This is an update for the RTM of Visual Studio 2013. Unfortunately Microsoft broke the scaffolding availability under LightSwitch projects. I believe this is because up until the RTM, the scaffolding was part of a separate install from asp.net. RTM included this as part of the core product. Some of the hazards of working with anything but RTM products.
There has been some adjustments from the first posts so make sure you read thru and don’t take anything for granted. I’ve also put the code up on GitHub so as to try and keep the text to a minimum.
Visual Studio LightSwitch is a great product. But it’s not the end all and most professional development projects require a mix of technologies to be considered successful. By following these steps, you’ll end up with a LightSwitch project that has the HTML Client, Silverlight Client, MVC, Web API and Web Forms with the naming conventions of your choosing. Giving you a solution without restrictions!
First time thru the tutorial it may still take you 15 minutes.

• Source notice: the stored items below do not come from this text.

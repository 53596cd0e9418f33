//! Schema registry contract for objdb.
//!
//! The object store never owns schema definitions. It resolves a record's
//! [`ClassTag`](objdb_types::ClassTag) and each
//! [`FieldIndex`](objdb_types::FieldIndex) through a [`SchemaRegistry`]
//! supplied by the embedding application.
//!
//! # Modules
//!
//! - [`types`] -- [`ClassDescriptor`] and [`FieldDescriptor`]
//! - [`traits`] -- the [`SchemaRegistry`] resolution interface
//! - [`memory`] -- [`InMemorySchemaRegistry`] for tests and embedding
//! - [`definition`] -- loading a registry from a TOML schema file
//! - [`error`] -- errors raised while building a registry

pub mod definition;
pub mod error;
pub mod memory;
pub mod traits;
pub mod types;

pub use definition::SchemaDefinition;
pub use error::{SchemaError, SchemaResult};
pub use memory::InMemorySchemaRegistry;
pub use traits::SchemaRegistry;
pub use types::{ClassDescriptor, FieldDescriptor};
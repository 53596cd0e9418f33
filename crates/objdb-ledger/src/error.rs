use objdb_types::{IdRange, ObjectId};

/// Errors produced by ledger operations.
///
/// Persistence failures are not represented here. They are logged and the
/// in-memory state stays authoritative until the medium recovers.
#[derive(Debug, Clone, PartialEq, Eq, thiserror::Error)]
pub enum LedgerError {
    #[error("no identifier available in {range}: counter exhausted and free set empty")]
    Exhausted { range: IdRange },

    #[error("identifier {id} is outside {range}")]
    OutOfRange { id: ObjectId, range: IdRange },

    #[error("identifier {id} was never issued (next id is {next_id})")]
    NeverIssued { id: ObjectId, next_id: u64 },
}

/// Result alias for ledger operations.
pub type LedgerResult<T> = Result<T, LedgerError>;
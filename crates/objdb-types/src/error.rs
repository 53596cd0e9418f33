use thiserror::Error;

/// Errors produced by type operations.
#[derive(Debug, Error, PartialEq, Eq)]
pub enum TypeError {
    #[error("invalid identifier range: min {min} > max {max}")]
    InvertedRange { min: u32, max: u32 },

    #[error("identifier 0 is reserved and cannot be issued")]
    ReservedId,

    #[error("invalid identifier: {0}")]
    InvalidId(String),
}
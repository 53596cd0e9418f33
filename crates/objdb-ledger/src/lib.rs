//! Identifier allocation ledger for objdb.
//!
//! The ledger hands out [`ObjectId`](objdb_types::ObjectId)s from a bounded
//! [`IdRange`](objdb_types::IdRange) and recycles released ones. Its state is
//! two blobs on the storage medium:
//!
//! - `id.txt` -- decimal text of the next never-issued identifier
//! - `free.dat` -- `count:u32` followed by `count` released identifiers (`u32`, LE)
//!
//! Both are rewritten synchronously after every mutation. Loading never
//! fails: missing or corrupt files fall back to a fresh ledger.
//!
//! # Allocation order
//!
//! 1. The counter, while it is within the range.
//! 2. Then the smallest released identifier.
//! 3. Otherwise [`LedgerError::Exhausted`].

pub mod error;
pub mod ledger;
pub mod state;

pub use error::{LedgerError, LedgerResult};
pub use ledger::{AllocationLedger, COUNTER_BLOB, FREE_SET_BLOB};
pub use state::AllocationState;
//! Foundation types for objdb.
//!
//! Every other objdb crate depends on `objdb-types`.
//!
//! # Key Types
//!
//! - [`ObjectId`] -- small-integer object identifier, `0` is reserved
//! - [`IdRange`] -- validated inclusive `[min_id, max_id]` issuance range
//! - [`ClassTag`] / [`FieldIndex`] -- stable references into an external schema
//! - [`Record`] -- a class tag plus encoded field values keyed by field index

pub mod error;
pub mod id;
pub mod record;

pub use error::TypeError;
pub use id::{IdRange, ObjectId};
pub use record::{ClassTag, FieldIndex, Record};
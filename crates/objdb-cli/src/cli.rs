use std::path::PathBuf;

use clap::{Args, Parser, Subcommand};
use objdb_types::ObjectId;

#[derive(Parser)]
#[command(
    name = "objdb",
    about = "objdb: durable object store with bounded identifier allocation",
    version,
)]
pub struct Cli {
    #[command(subcommand)]
    pub command: Command,

    /// Store configuration file (defaults apply if it does not exist)
    #[arg(short, long, global = true, default_value = "objdb.toml")]
    pub config: PathBuf,

    /// Schema definition file, overriding the configured one
    #[arg(long, global = true)]
    pub schema: Option<PathBuf>,

    /// Storage root, overriding the configured one
    #[arg(long, global = true)]
    pub root: Option<PathBuf>,

    #[arg(short, long, global = true)]
    pub verbose: bool,

    #[arg(long, global = true, default_value = "text")]
    pub format: OutputFormat,
}

#[derive(Clone, Copy, Debug, PartialEq, Eq, clap::ValueEnum)]
pub enum OutputFormat {
    Text,
    Json,
}

#[derive(Subcommand)]
pub enum Command {
    /// Store a new object and print its identifier
    Create(CreateArgs),
    /// Print a stored object
    Read(IdArgs),
    /// Delete an object and recycle its identifier
    Delete(IdArgs),
    /// Show identifier allocation state
    Ledger,
    /// Return leaked identifiers to the free set
    Reclaim,
    /// List available storage backends
    Backends,
}

#[derive(Args)]
pub struct CreateArgs {
    /// Class tag of the object
    #[arg(long)]
    pub class: u16,
    /// Field value as INDEX=HEX, repeatable
    #[arg(long = "field", value_parser = parse_field)]
    pub fields: Vec<(u16, Vec<u8>)>,
}

#[derive(Args)]
pub struct IdArgs {
    pub id: ObjectId,
}

/// Parse `INDEX=HEX`, e.g. `0=426f62`.
pub fn parse_field(s: &str) -> Result<(u16, Vec<u8>), String> {
    let (index, value) = s
        .split_once('=')
        .ok_or_else(|| format!("expected INDEX=HEX, got {s:?}"))?;
    let index: u16 = index
        .trim()
        .parse()
        .map_err(|e| format!("bad field index {index:?}: {e}"))?;
    let value = hex::decode(value.trim()).map_err(|e| format!("bad hex value: {e}"))?;
    Ok((index, value))
}

#[cfg(test)]
mod tests {
    use super::*;

    #[test]
    fn parse_field_ok() {
        assert_eq!(parse_field("0=426f62").unwrap(), (0, b"Bob".to_vec()));
        assert_eq!(parse_field("12=").unwrap(), (12, Vec::new()));
    }

    #[test]
    fn parse_field_errors() {
        assert!(parse_field("0").is_err());
        assert!(parse_field("x=00").is_err());
        assert!(parse_field("1=zz").is_err());
        assert!(parse_field("70000=00").is_err());
    }

    #[test]
    fn parse_create_command() {
        let cli = Cli::try_parse_from([
            "objdb", "create", "--class", "3", "--field", "0=01", "--field", "2=ff00",
        ])
        .unwrap();
        match cli.command {
            Command::Create(args) => {
                assert_eq!(args.class, 3);
                assert_eq!(args.fields, vec![(0, vec![1]), (2, vec![0xff, 0])]);
            }
            _ => panic!("expected create"),
        }
        assert_eq!(cli.format, OutputFormat::Text);
    }

    #[test]
    fn parse_read_rejects_reserved_id() {
        assert!(Cli::try_parse_from(["objdb", "read", "0"]).is_err());
        assert!(Cli::try_parse_from(["objdb", "read", "17", "--format", "json"]).is_ok());
    }
}
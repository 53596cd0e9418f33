use std::fmt;
use std::str::FromStr;

use serde::{Deserialize, Serialize};

use crate::error::TypeError;

/// Identifier of a stored object.
///
/// Identifiers are small integers drawn from a bounded [`IdRange`]. The value
/// `0` is reserved as the "no identifier" sentinel and is never issued, so an
/// `ObjectId` read back from a ledger or a blob name is always checked with
/// [`ObjectId::is_reserved`] before use.
#[derive(Clone, Copy, PartialEq, Eq, Hash, PartialOrd, Ord, Serialize, Deserialize)]
#[serde(transparent)]
pub struct ObjectId(u32);

impl ObjectId {
    /// The reserved sentinel value.
    pub const RESERVED: ObjectId = ObjectId(0);

    /// Wrap a raw value. No range check is performed.
    pub const fn new(raw: u32) -> Self {
        Self(raw)
    }

    /// The raw integer value.
    pub const fn get(self) -> u32 {
        self.0
    }

    /// Returns `true` for the reserved sentinel.
    pub const fn is_reserved(self) -> bool {
        self.0 == 0
    }

    /// Name of the blob holding this object's record.
    pub fn blob_name(self) -> String {
        format!("{}.dat", self.0)
    }
}

impl fmt::Debug for ObjectId {
    fn fmt(&self, f: &mut fmt::Formatter<'_>) -> fmt::Result {
        write!(f, "ObjectId({})", self.0)
    }
}

impl fmt::Display for ObjectId {
    fn fmt(&self, f: &mut fmt::Formatter<'_>) -> fmt::Result {
        write!(f, "{}", self.0)
    }
}

impl From<u32> for ObjectId {
    fn from(raw: u32) -> Self {
        Self(raw)
    }
}

impl From<ObjectId> for u32 {
    fn from(id: ObjectId) -> Self {
        id.0
    }
}

impl FromStr for ObjectId {
    type Err = TypeError;

    fn from_str(s: &str) -> Result<Self, Self::Err> {
        let raw: u32 = s
            .trim()
            .parse()
            .map_err(|e: std::num::ParseIntError| TypeError::InvalidId(format!("{s:?}: {e}")))?;
        if raw == 0 {
            return Err(TypeError::ReservedId);
        }
        Ok(Self(raw))
    }
}

/// Inclusive range of issuable identifiers.
///
/// Construction guarantees `1 <= min <= max`.
#[derive(Clone, Copy, Debug, PartialEq, Eq, Hash, Serialize, Deserialize)]
pub struct IdRange {
    min: u32,
    max: u32,
}

impl IdRange {
    /// Validate and build a range.
    pub fn new(min: u32, max: u32) -> Result<Self, TypeError> {
        if min == 0 {
            return Err(TypeError::ReservedId);
        }
        if min > max {
            return Err(TypeError::InvertedRange { min, max });
        }
        Ok(Self { min, max })
    }

    pub fn min(&self) -> ObjectId {
        ObjectId(self.min)
    }

    pub fn max(&self) -> ObjectId {
        ObjectId(self.max)
    }

    /// Whether `id` lies inside the range. The reserved id never does.
    pub fn contains(&self, id: ObjectId) -> bool {
        id.0 >= self.min && id.0 <= self.max
    }

    /// Number of identifiers in the range.
    pub fn count(&self) -> u64 {
        u64::from(self.max) - u64::from(self.min) + 1
    }

    /// The counter value once every identifier has been issued once.
    pub fn exhausted_counter(&self) -> u64 {
        u64::from(self.max) + 1
    }
}

impl fmt::Display for IdRange {
    fn fmt(&self, f: &mut fmt::Formatter<'_>) -> fmt::Result {
        write!(f, "[{}, {}]", self.min, self.max)
    }
}
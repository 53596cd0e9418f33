//! The [`SchemaRegistry`] trait.

use objdb_types::ClassTag;

use crate::types::ClassDescriptor;

/// Resolves class tags to class descriptors.
///
/// Implementations must be thread-safe and their answers must be stable for
/// the lifetime of a store: a tag that resolved once must keep resolving to
/// a class with the same field indices, or previously written records become
/// unreadable.
pub trait SchemaRegistry: Send + Sync {
    /// Look up a class by tag. Returns `None` if the tag is unknown.
    fn resolve_class(&self, tag: ClassTag) -> Option<&ClassDescriptor>;

    /// All known class tags in ascending order.
    fn class_tags(&self) -> Vec<ClassTag>;
}
// Netdash is open-source under the Apache License 2.0; see LICENSE for usage and contributions.
// Domain records shared by the registry, catalog, poller and HTTP layers.

pub mod instance;
pub mod metric;
pub mod sample;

So give it a try and see what you think…
- Start Visual Studio 2013
- Create a new project: File, New Project…
- Select the LightSwitch Desktop Application, this is a change
- Name the project: myTest
- Name the solution: myTest
- Double click on the properties file for the myTest project
- Enable forms authentication, and allow Security Admin for debug
- Save the solution, do a full build
- Right Click on the myTest project, add Client, HTML Client
- Name the client: App
- Once the client has been installed
- Right click on the DesktopClient and select Remove
- Right click on the solution, Open folder in file explorer
- Delete the DesktopClient folder
- In your server project, Data Sources, Create a Table
- Name it: TestItem with 1 property, Name
- In your App project, create a browse screen with TestItems
- Include an add/edit screen so you can verify data gets saved
- Build the app, run, and add some data
- Close your browser, and back into Visual Studio
We now have a core LightSwitch app running. Now lets go add the additional frameworks.

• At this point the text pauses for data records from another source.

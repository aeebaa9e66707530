// Netdash is open-source under the Apache License 2.0; see LICENSE for usage and contributions.
// Integration tests: settings and dashboard flows through the HTTP router.

mod common;

use std::time::Duration;

use axum::body::{to_bytes, Body};
use axum::http::{Request, StatusCode};
use axum::Router;
use netdash::config::AppConfig;
use netdash::poller::PollerSettings;
use netdash::repository::RepositoryBundle;
use netdash::server;
use netdash::state::AppContext;
use serde_json::{json, Value};
use tower::ServiceExt;

use common::{agent_client, FakeAgent};

struct TestApp {
    cfg: AppConfig,
    ctx: AppContext,
}

impl TestApp {
    fn new() -> Self {
        let poller = PollerSettings {
            interval: Duration::from_millis(50),
            ..PollerSettings::default()
        };
        let cfg = AppConfig {
            http_addr: "127.0.0.1:0".parse().unwrap(),
            service_name: "netdash-test".into(),
            version: "0.1.0-test".into(),
            database_url: None,
            dashboard_dir: "dashboard/dist".into(),
            agent_timeout: Duration::from_secs(2),
            poller: poller.clone(),
        };
        let ctx = AppContext::new(RepositoryBundle::in_memory(), agent_client(), poller, None);
        Self { cfg, ctx }
    }

    fn router(&self) -> Router {
        server::router(self.cfg.clone(), self.ctx.clone())
    }

    async fn call(&self, method: &str, uri: &str, body: Option<Value>) -> (StatusCode, Value) {
        let builder = Request::builder().method(method).uri(uri);
        let request = match body {
            Some(body) => builder
                .header("content-type", "application/json")
                .body(Body::from(body.to_string())),
            None => builder.body(Body::empty()),
        }
        .unwrap();

        let response = self.router().oneshot(request).await.unwrap();
        let status = response.status();
        let bytes = to_bytes(response.into_body(), usize::MAX).await.unwrap();
        let value = if bytes.is_empty() {
            Value::Null
        } else {
            serde_json::from_slice(&bytes).unwrap_or(Value::Null)
        };
        (status, value)
    }
}

async fn seeded_agent() -> FakeAgent {
    let agent = FakeAgent::start().await;
    agent.set_charts(&[("system.cpu", "percentage"), ("system.ram", "MiB")]);
    agent.push_rows(json!([[1000, 5, 7], [1005, 6, 8]]));
    agent
}

#[tokio::test]
async fn adding_instance_fetches_its_catalog() {
    let agent = seeded_agent().await;
    let app = TestApp::new();

    let (status, body) = app
        .call(
            "POST",
            "/api/instances",
            Some(json!({"name": "edge", "url": format!("{}/", agent.url)})),
        )
        .await;
    assert_eq!(status, StatusCode::CREATED);
    assert_eq!(body["instance"]["url"], agent.url.as_str());
    assert_eq!(body["metrics"], 2);

    let id = body["instance"]["id"].as_str().unwrap().to_string();
    let (status, listing) = app
        .call("GET", &format!("/api/instances/{id}/metrics?q=RAM"), None)
        .await;
    assert_eq!(status, StatusCode::OK);
    assert_eq!(listing["total"], 2);
    assert_eq!(listing["selected"], 0);
    assert_eq!(listing["metrics"].as_array().unwrap().len(), 1);
    assert_eq!(listing["metrics"][0]["name"], "system.ram");
}

#[tokio::test]
async fn selecting_a_metric_mounts_a_live_card() {
    let agent = seeded_agent().await;
    let app = TestApp::new();

    let (_, created) = app
        .call(
            "POST",
            "/api/instances",
            Some(json!({"name": "edge", "url": agent.url})),
        )
        .await;
    let id = created["instance"]["id"].as_str().unwrap().to_string();
    let (_, listing) = app
        .call("GET", &format!("/api/instances/{id}/metrics?q=ram"), None)
        .await;
    let metric_id = listing["metrics"][0]["id"].as_str().unwrap().to_string();

    let (status, toggled) = app
        .call("POST", &format!("/api/metrics/{metric_id}/toggle"), None)
        .await;
    assert_eq!(status, StatusCode::OK);
    assert_eq!(toggled["selected"], true);
    assert_eq!(app.ctx.dashboard.mounted(), 1);

    let mut card = Value::Null;
    for _ in 0..100 {
        let (_, dashboard) = app.call("GET", "/api/dashboard", None).await;
        card = dashboard["cards"][0].clone();
        if card["series"].as_array().is_some_and(|s| !s.is_empty()) && card["units"] == "MiB" {
            break;
        }
        tokio::time::sleep(Duration::from_millis(20)).await;
    }

    assert_eq!(card["metric_name"], "system.ram");
    assert_eq!(card["instance_name"], "edge");
    assert_eq!(card["units"], "MiB");
    assert_eq!(card["series"][0]["time"], 1_000_000);
    assert_eq!(card["series"][0]["value"], 7.0);
    assert_eq!(card["last_sample_time"], 1005);
    assert_eq!(card["error"], Value::Null);
    assert_eq!(card["y_domain"], json!([6.0, 9.0]));
}

#[tokio::test]
async fn deleting_instance_unmounts_its_cards() {
    let agent = seeded_agent().await;
    let app = TestApp::new();

    let (_, created) = app
        .call(
            "POST",
            "/api/instances",
            Some(json!({"name": "edge", "url": agent.url})),
        )
        .await;
    let id = created["instance"]["id"].as_str().unwrap().to_string();
    let metrics = app.ctx.catalog.all().await.unwrap();
    let ids: Vec<String> = metrics.iter().map(|m| m.id.to_string()).collect();

    let (status, selected) = app
        .call("POST", "/api/metrics/select", Some(json!({ "ids": ids })))
        .await;
    assert_eq!(status, StatusCode::OK);
    assert_eq!(selected.as_array().unwrap().len(), 2);
    assert_eq!(app.ctx.dashboard.mounted(), 2);

    let (status, _) = app.call("DELETE", &format!("/api/instances/{id}"), None).await;
    assert_eq!(status, StatusCode::OK);
    assert_eq!(app.ctx.dashboard.mounted(), 0);
    assert!(app.ctx.catalog.all().await.unwrap().is_empty());

    let (status, _) = app.call("DELETE", &format!("/api/instances/{id}"), None).await;
    assert_eq!(status, StatusCode::NOT_FOUND);
}

#[tokio::test]
async fn changing_interval_restarts_cards_with_fresh_state() {
    let agent = seeded_agent().await;
    let app = TestApp::new();

    let (_, created) = app
        .call(
            "POST",
            "/api/instances",
            Some(json!({"name": "edge", "url": agent.url})),
        )
        .await;
    assert_eq!(created["metrics"], 2);
    let first = app.ctx.catalog.all().await.unwrap()[0].id;
    app.ctx.catalog.toggle(first).await.unwrap();
    app.ctx.refresh_dashboard().await.unwrap();

    assert!(common::wait_until(|| agent.data_queries().len() >= 2).await);

    let (status, _) = app
        .call("PUT", "/api/dashboard/interval", Some(json!({"seconds": 60})))
        .await;
    assert_eq!(status, StatusCode::OK);

    let (_, dashboard) = app.call("GET", "/api/dashboard", None).await;
    assert_eq!(dashboard["refresh_interval_secs"], 60);
    assert_eq!(dashboard["cards"][0]["refresh_interval_secs"], 60);

    // the restarted card bootstraps again instead of continuing from the old cursor
    assert!(common::wait_until(|| {
        agent
            .data_queries()
            .last()
            .map(|q| q["after"] != "1005")
            .unwrap_or(false)
    })
    .await);
}

#[tokio::test]
async fn dashboard_refresh_reports_per_instance_outcome() {
    let good = seeded_agent().await;
    let app = TestApp::new();

    app.call(
        "POST",
        "/api/instances",
        Some(json!({"name": "good", "url": good.url})),
    )
    .await;
    let flaky = app.ctx.registry.add("flaky", &common::dead_url()).await.unwrap();

    let (status, outcomes) = app.call("POST", "/api/dashboard/refresh", None).await;
    assert_eq!(status, StatusCode::OK);
    let outcomes = outcomes.as_array().unwrap();
    assert_eq!(outcomes.len(), 2);
    assert_eq!(outcomes[0]["metrics"], 2);
    assert!(outcomes[0].get("error").is_none());
    assert_eq!(outcomes[1]["instance_id"], flaky.id.to_string());
    assert!(outcomes[1]["error"].as_str().is_some());
}

#[tokio::test]
async fn test_connection_endpoint_does_not_register() {
    let agent = seeded_agent().await;
    let app = TestApp::new();

    let (status, body) = app
        .call("POST", "/api/instances/test", Some(json!({"url": agent.url})))
        .await;
    assert_eq!(status, StatusCode::OK);
    assert_eq!(body["success"], true);

    let (_, instances) = app.call("GET", "/api/instances", None).await;
    assert_eq!(instances, json!([]));
}

#[tokio::test]
async fn rename_keeps_card_running() {
    let agent = seeded_agent().await;
    let app = TestApp::new();

    let (_, created) = app
        .call(
            "POST",
            "/api/instances",
            Some(json!({"name": "edge", "url": agent.url})),
        )
        .await;
    let id = created["instance"]["id"].as_str().unwrap().to_string();
    let metric = app.ctx.catalog.all().await.unwrap()[0].id;
    app.ctx.catalog.toggle(metric).await.unwrap();
    app.ctx.refresh_dashboard().await.unwrap();
    assert!(common::wait_until(|| agent.data_queries().len() >= 2).await);

    let (status, updated) = app
        .call(
            "PATCH",
            &format!("/api/instances/{id}"),
            Some(json!({"name": "edge-renamed"})),
        )
        .await;
    assert_eq!(status, StatusCode::OK);
    assert_eq!(updated["name"], "edge-renamed");

    let (_, dashboard) = app.call("GET", "/api/dashboard", None).await;
    let card = &dashboard["cards"][0];
    assert_eq!(card["instance_name"], "edge-renamed");
    assert_eq!(card["last_sample_time"], 1005);
}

- Go to GitHub and download the source files from here
- Back in Visual Studio
- Open up VS Package Manager, Tools, Library Package Manager, Package Manager Console
- Make sure the selected Default Project in the console is your server project
- Run the following command: install-package Microsoft.AspNet.Mvc
- Run the following command: install-package Microsoft.AspNet.WebApi
- Run the following command: install-package Microsoft.AspNet.Web.Optimization
- Open up the web.config file in the root of your Server project
- From the zip file from GitHub, add the code from the web.config.merge.txt file into your web.config
- Pay attention to the comments in the txt file on where to paste it in your web.config
- Also from the GitHub zip, copy the other folders into the root of your project
- In Visual Studio, show all files, refresh, to show all the folders you copied
- Right click on the new folders and include in your project
- Add a Global.asax file to the root of your project
- Copy the code from the Global.asax.Merge.txt file into your new Global.asax file
- Add the following using statements in your Global.asax
- Finally, in the root of your server project open the default.aspx file
- Remove the first line with the <%@
- Select Build, Clean Solution
- Select Build, Rebuild Solution
- Run your app
Only 1 issue still. I have not had time to find out why there is not a “New Item” for an MVC Controller. There is for Web API and all the other artifacts, just not the MVC Controller.

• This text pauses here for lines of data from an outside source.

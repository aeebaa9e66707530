// Netdash is open-source under the Apache License 2.0; see LICENSE for usage and contributions.
// Instance registry: CRUD over registered agents plus the reachability probe.

use serde::Serialize;
use serde_json::Value;
use uuid::Uuid;

use crate::agent::AgentClient;
use crate::domain::instance::{normalize_url, Instance, InstancePatch};
use crate::error::{AppError, AppResult};
use crate::repository::InstanceRepositoryHandle;

#[derive(Debug, Clone, Serialize)]
pub struct ConnectionTest {
    pub success: bool,
    #[serde(skip_serializing_if = "Option::is_none")]
    pub error: Option<String>,
    #[serde(skip_serializing_if = "Option::is_none")]
    pub info: Option<Value>,
}

#[derive(Clone)]
pub struct InstanceRegistry {
    repo: InstanceRepositoryHandle,
    agent: AgentClient,
}

impl InstanceRegistry {
    pub fn new(repo: InstanceRepositoryHandle, agent: AgentClient) -> Self {
        Self { repo, agent }
    }

    pub async fn list(&self) -> AppResult<Vec<Instance>> {
        Ok(self.repo.list().await?)
    }

    pub async fn get(&self, id: Uuid) -> AppResult<Instance> {
        self.repo
            .get(id)
            .await?
            .ok_or_else(|| AppError::NotFound(format!("instance {id}")))
    }

    /// Rejects a registration with a blank name or url.
    pub fn validate_new(name: &str, url: &str) -> AppResult<()> {
        if name.trim().is_empty() || url.trim().is_empty() {
            return Err(AppError::Validation(
                "Please provide both a name and URL.".into(),
            ));
        }
        Ok(())
    }

    pub async fn add(&self, name: &str, url: &str) -> AppResult<Instance> {
        Self::validate_new(name, url)?;

        let instance = Instance::new(name.trim(), url);
        self.repo.insert(instance.clone()).await?;
        tracing::info!(instance_id = %instance.id, url = %instance.url, "instance added");
        Ok(instance)
    }

    pub async fn remove(&self, id: Uuid) -> AppResult<bool> {
        let removed = self.repo.delete(id).await?;
        if removed {
            tracing::info!(instance_id = %id, "instance removed");
        }
        Ok(removed)
    }

    pub async fn update(&self, id: Uuid, patch: InstancePatch) -> AppResult<Instance> {
        if patch.name.as_deref().is_some_and(|name| name.trim().is_empty())
            || patch.url.as_deref().is_some_and(|url| url.trim().is_empty())
        {
            return Err(AppError::Validation("name and url cannot be empty".into()));
        }

        let mut instance = self.get(id).await?;
        instance.apply(patch);
        if !self.repo.update(instance.clone()).await? {
            return Err(AppError::NotFound(format!("instance {id}")));
        }
        Ok(instance)
    }

    /// Probes `{url}/api/v1/info`. Never touches the registry.
    pub async fn test_connection(&self, url: &str) -> ConnectionTest {
        let url = normalize_url(url);
        match self.agent.info(&url).await {
            Ok(info) => ConnectionTest {
                success: true,
                error: None,
                info: Some(info),
            },
            Err(err) => {
                tracing::warn!(%url, error = %err, "connection test failed");
                ConnectionTest {
                    success: false,
                    error: Some(err.to_string()),
                    info: None,
                }
            }
        }
    }
}
// Netdash is open-source under the Apache License 2.0; see LICENSE for usage and contributions.
// Metric catalog: per-instance chart lists and the selection that drives the dashboard.

use uuid::Uuid;

use crate::agent::AgentClient;
use crate::domain::instance::Instance;
use crate::domain::metric::{merge_fetched, Metric};
use crate::error::{AppError, AppResult};
use crate::repository::MetricRepositoryHandle;

#[derive(Clone)]
pub struct MetricCatalog {
    repo: MetricRepositoryHandle,
    agent: AgentClient,
}

impl MetricCatalog {
    pub fn new(repo: MetricRepositoryHandle, agent: AgentClient) -> Self {
        Self { repo, agent }
    }

    /// Re-reads the instance's charts and merges them into its stored list.
    pub async fn fetch_list(&self, instance: &Instance) -> AppResult<Vec<Metric>> {
        let catalog = self.agent.charts(&instance.url).await?;
        let existing = self.repo.list_for_instance(instance.id).await?;
        let merged = merge_fetched(&existing, instance.id, catalog.charts.into_keys());

        if !self
            .repo
            .replace_for_instance(instance.id, merged.clone())
            .await?
        {
            return Err(AppError::NotFound(format!("instance {}", instance.id)));
        }
        tracing::info!(
            instance_id = %instance.id,
            metrics = merged.len(),
            "metric catalog refreshed"
        );
        Ok(merged)
    }

    pub async fn all(&self) -> AppResult<Vec<Metric>> {
        Ok(self.repo.list().await?)
    }

    pub async fn for_instance(&self, instance_id: Uuid) -> AppResult<Vec<Metric>> {
        Ok(self.repo.list_for_instance(instance_id).await?)
    }

    pub async fn selected(&self) -> AppResult<Vec<Metric>> {
        let metrics = self.repo.list().await?;
        Ok(metrics.into_iter().filter(|metric| metric.selected).collect())
    }

    pub async fn toggle(&self, metric_id: Uuid) -> AppResult<Metric> {
        self.repo
            .toggle_selected(metric_id)
            .await?
            .ok_or_else(|| AppError::NotFound(format!("metric {metric_id}")))
    }

    /// Selects exactly `ids` across every instance.
    pub async fn select_many(&self, ids: &[Uuid]) -> AppResult<()> {
        self.repo.select_only(ids).await?;
        Ok(())
    }

    pub async fn filter_by_keyword(
        &self,
        instance_id: Uuid,
        keyword: &str,
    ) -> AppResult<Vec<Metric>> {
        let metrics = self.repo.list_for_instance(instance_id).await?;
        Ok(metrics
            .into_iter()
            .filter(|metric| metric.matches_keyword(keyword))
            .collect())
    }

    pub async fn remove_for_instance(&self, instance_id: Uuid) -> AppResult<usize> {
        Ok(self.repo.delete_for_instance(instance_id).await?)
    }
}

So until that gets resolved or not, you’ll have to manually create your controllers. Not a difficult task at all, and we’ve just created our own shell template.
Your LightSwitch html app will run first with your custom URL path
Moving on, let’s test access to the ApplicationData.svc file
Yay! Looking good… now our default.aspx file in the root…
Yep that works too… final test… the Web.Api side…
You can now go in and clean up the project, delete the test screen, test table, etc.
Save the solution again.
This would be the point when you would add your project into source control.
Going forward, we will be having all of our Web projects starting with this base. We are able to create a full MVC website, Desktop SPA application and our LightSwitch Mobile app all within the same project and sharing code.
One of the great features out of this is we can use Visual Studio LightSwitch to do all of our data management without having to go down into the Entity Framework.